> _Aim of the exercise_
Only the count is wanted here: how many lines of the entries hold the string "struct"?

> _Records shown_

//! Core error types

use thiserror::Error;

#[derive(Error, Debug)]
pub enum CoreError {
    #[error("Unknown cloud provider '{value}' (expected one of: aws, gcp, azure, generic)")]
    InvalidProvider { value: String },

    #[error("Failed to parse options file {path}: {source}")]
    YamlParse {
        path: String,
        #[source]
        source: serde_yaml::Error,
    },

    #[error("IO error: {0}")]
    Io(#[from] std::io::Error),

    #[error("Invalid configuration: {message}")]
    InvalidConfig { message: String },
}

pub type Result<T> = std::result::Result<T, CoreError>;
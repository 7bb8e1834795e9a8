//! Kapok Engine - chart generation for the Kapok platform
//!
//! This crate turns a [`kapok_core::DeploymentConfig`] into a Helm umbrella
//! chart with one subchart per platform service:
//! - `catalog`: the fixed set of templates and the flags gating them
//! - `engine`: MiniJinja rendering that leaves Helm's `{{ }}` untouched
//! - `writer`: materializes the rendered tree on disk

pub mod catalog;
pub mod engine;
pub mod error;
pub mod filters;
pub mod writer;

pub use catalog::{CATALOG, Condition, Scope, TemplateSpec};
pub use engine::{CHART_VERSION, ChartInfo, Engine, RenderedFile};
pub use error::{EngineError, Result, TemplateError, TemplateErrorKind};
pub use writer::{ChartWriter, WriteSummary};
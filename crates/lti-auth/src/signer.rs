//! Outbound OAuth 1.0a request signing.
//!
//! Tool providers call back into the consumer (outcome reporting, for example)
//! with requests signed by the same consumer key and secret the launch was
//! verified with. [`OAuthSigner`] produces the `oauth_*` parameters for such a
//! request; a non-form body such as an XML outcome envelope is covered by an
//! `oauth_body_hash` parameter.

use base64::Engine;
use base64::engine::general_purpose::STANDARD as BASE64;
use http::Method;
use lti_core::{Params, SignatureMethod, generate_identifier};
use sha1::{Digest, Sha1};
use tracing::debug;

use crate::canonical::{
    SIGNATURE_PARAM, build_signature_base_string, normalize_parameters, percent_encode,
};
use crate::error::AuthError;
use crate::oauth1::{
    BODY_HASH_PARAM, CONSUMER_KEY_PARAM, NONCE_PARAM, SIGNATURE_METHOD_PARAM, TIMESTAMP_PARAM,
    VERSION_PARAM, compute_signature,
};
use crate::request::IncomingRequest;
use crate::secret::SharedSecret;

const OAUTH_VERSION: &str = "1.0";

/// Signs outbound requests with a consumer key and shared secret.
///
/// # Examples
///
/// ```
/// use http::Method;
/// use lti_auth::{OAuthSigner, SharedSecret};
/// use lti_core::Params;
///
/// let signer = OAuthSigner::new("abc", SharedSecret::new("s3cr3t")).unwrap();
/// let signed = signer
///     .sign(&Method::POST, "https://lms.test/outcomes", &Params::new())
///     .unwrap();
/// assert!(signed.authorization_header().starts_with("OAuth "));
/// ```
#[derive(Debug, Clone)]
pub struct OAuthSigner {
    consumer_key: String,
    secret: SharedSecret,
    signature_method: SignatureMethod,
}

impl OAuthSigner {
    /// Create a signer using `HMAC-SHA1`.
    ///
    /// # Errors
    ///
    /// Returns [`AuthError::InvalidConfig`] if the key or the secret is empty.
    pub fn new(consumer_key: impl Into<String>, secret: SharedSecret) -> Result<Self, AuthError> {
        let consumer_key = consumer_key.into();
        if consumer_key.is_empty() {
            return Err(AuthError::InvalidConfig("consumer key is empty".to_owned()));
        }
        if secret.is_empty() {
            return Err(AuthError::InvalidConfig("consumer secret is empty".to_owned()));
        }

        Ok(Self {
            consumer_key,
            secret,
            signature_method: SignatureMethod::HmacSha1,
        })
    }

    /// Use another signature method.
    #[must_use]
    pub fn with_signature_method(mut self, signature_method: SignatureMethod) -> Self {
        self.signature_method = signature_method;
        self
    }

    /// The consumer key requests are signed with.
    #[must_use]
    pub fn consumer_key(&self) -> &str {
        &self.consumer_key
    }

    /// Sign a form request with a fresh nonce and the current timestamp.
    ///
    /// # Errors
    ///
    /// Returns [`AuthError::Malformed`] if `url` is not an absolute URL.
    pub fn sign(
        &self,
        method: &Method,
        url: &str,
        params: &Params,
    ) -> Result<SignedRequest, AuthError> {
        let nonce = generate_identifier().replace('-', "");
        let timestamp = chrono::Utc::now().timestamp().to_string();
        self.sign_with(method, url, params, &nonce, &timestamp)
    }

    /// Sign a form request with an explicit nonce and timestamp.
    ///
    /// # Errors
    ///
    /// Returns [`AuthError::Malformed`] if `url` is not an absolute URL.
    pub fn sign_with(
        &self,
        method: &Method,
        url: &str,
        params: &Params,
        nonce: &str,
        timestamp: &str,
    ) -> Result<SignedRequest, AuthError> {
        let oauth_params = self.oauth_params(nonce, timestamp, None);
        self.finish(method, url, params.clone(), oauth_params)
    }

    /// Sign a request whose body is not form-encoded, such as an XML outcome
    /// envelope, by adding an `oauth_body_hash` parameter.
    ///
    /// # Errors
    ///
    /// Returns [`AuthError::Malformed`] if `url` is not an absolute URL.
    pub fn sign_body(
        &self,
        method: &Method,
        url: &str,
        body: &[u8],
    ) -> Result<SignedRequest, AuthError> {
        let nonce = generate_identifier().replace('-', "");
        let timestamp = chrono::Utc::now().timestamp().to_string();
        let body_hash = BASE64.encode(Sha1::digest(body));
        let oauth_params = self.oauth_params(&nonce, &timestamp, Some(body_hash));
        self.finish(method, url, Params::new(), oauth_params)
    }

    fn oauth_params(
        &self,
        nonce: &str,
        timestamp: &str,
        body_hash: Option<String>,
    ) -> Vec<(String, String)> {
        let mut oauth_params = vec![
            (CONSUMER_KEY_PARAM.to_owned(), self.consumer_key.clone()),
            (NONCE_PARAM.to_owned(), nonce.to_owned()),
            (
                SIGNATURE_METHOD_PARAM.to_owned(),
                self.signature_method.as_str().to_owned(),
            ),
            (TIMESTAMP_PARAM.to_owned(), timestamp.to_owned()),
            (VERSION_PARAM.to_owned(), OAUTH_VERSION.to_owned()),
        ];
        if let Some(body_hash) = body_hash {
            oauth_params.push((BODY_HASH_PARAM.to_owned(), body_hash));
        }
        oauth_params
    }

    fn finish(
        &self,
        method: &Method,
        url: &str,
        body_params: Params,
        mut oauth_params: Vec<(String, String)>,
    ) -> Result<SignedRequest, AuthError> {
        let target = IncomingRequest::from_params(method.clone(), url, Params::new())?;
        let base_uri = target.base_uri()?;
        let query = target.query_params();

        let normalized = normalize_parameters(
            body_params
                .pairs()
                .chain(query.pairs())
                .chain(oauth_params.iter().map(|(k, v)| (k.as_str(), v.as_str()))),
        );
        let base_string = build_signature_base_string(method.as_str(), &base_uri, &normalized);
        let signature = compute_signature(
            self.signature_method,
            &base_string,
            self.secret.expose(),
            "",
        );

        debug!(consumer_key = %self.consumer_key, base_uri = %base_uri, "Signed outbound request");

        oauth_params.push((SIGNATURE_PARAM.to_owned(), signature));
        Ok(SignedRequest {
            body_params,
            oauth_params,
        })
    }
}

/// The output of [`OAuthSigner`]: the body parameters plus the `oauth_*`
/// parameters, including `oauth_signature`.
#[derive(Debug, Clone)]
pub struct SignedRequest {
    body_params: Params,
    oauth_params: Vec<(String, String)>,
}

impl SignedRequest {
    /// The `oauth_*` parameters, in signing order with the signature last.
    #[must_use]
    pub fn oauth_params(&self) -> &[(String, String)] {
        &self.oauth_params
    }

    /// The computed `oauth_signature`.
    #[must_use]
    pub fn signature(&self) -> &str {
        self.oauth_params
            .iter()
            .find(|(k, _)| k == SIGNATURE_PARAM)
            .map_or("", |(_, v)| v.as_str())
    }

    /// The value of an `Authorization` header carrying the OAuth parameters.
    #[must_use]
    pub fn authorization_header(&self) -> String {
        let params = self
            .oauth_params
            .iter()
            .map(|(k, v)| format!("{}=\"{}\"", percent_encode(k), percent_encode(v)))
            .collect::<Vec<_>>()
            .join(", ");
        format!("OAuth {params}")
    }

    /// Body and OAuth parameters together, for sending everything in a form body.
    #[must_use]
    pub fn into_params(self) -> Params {
        let mut params = self.body_params;
        for (key, value) in self.oauth_params {
            params.append(key, value);
        }
        params
    }

    /// Body and OAuth parameters form-encoded into a request body.
    #[must_use]
    pub fn form_body(&self) -> String {
        let mut serializer = form_urlencoded::Serializer::new(String::new());
        serializer.extend_pairs(self.body_params.pairs());
        serializer.extend_pairs(self.oauth_params.iter().map(|(k, v)| (k.as_str(), v.as_str())));
        serializer.finish()
    }
}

> _Answer to this task_
2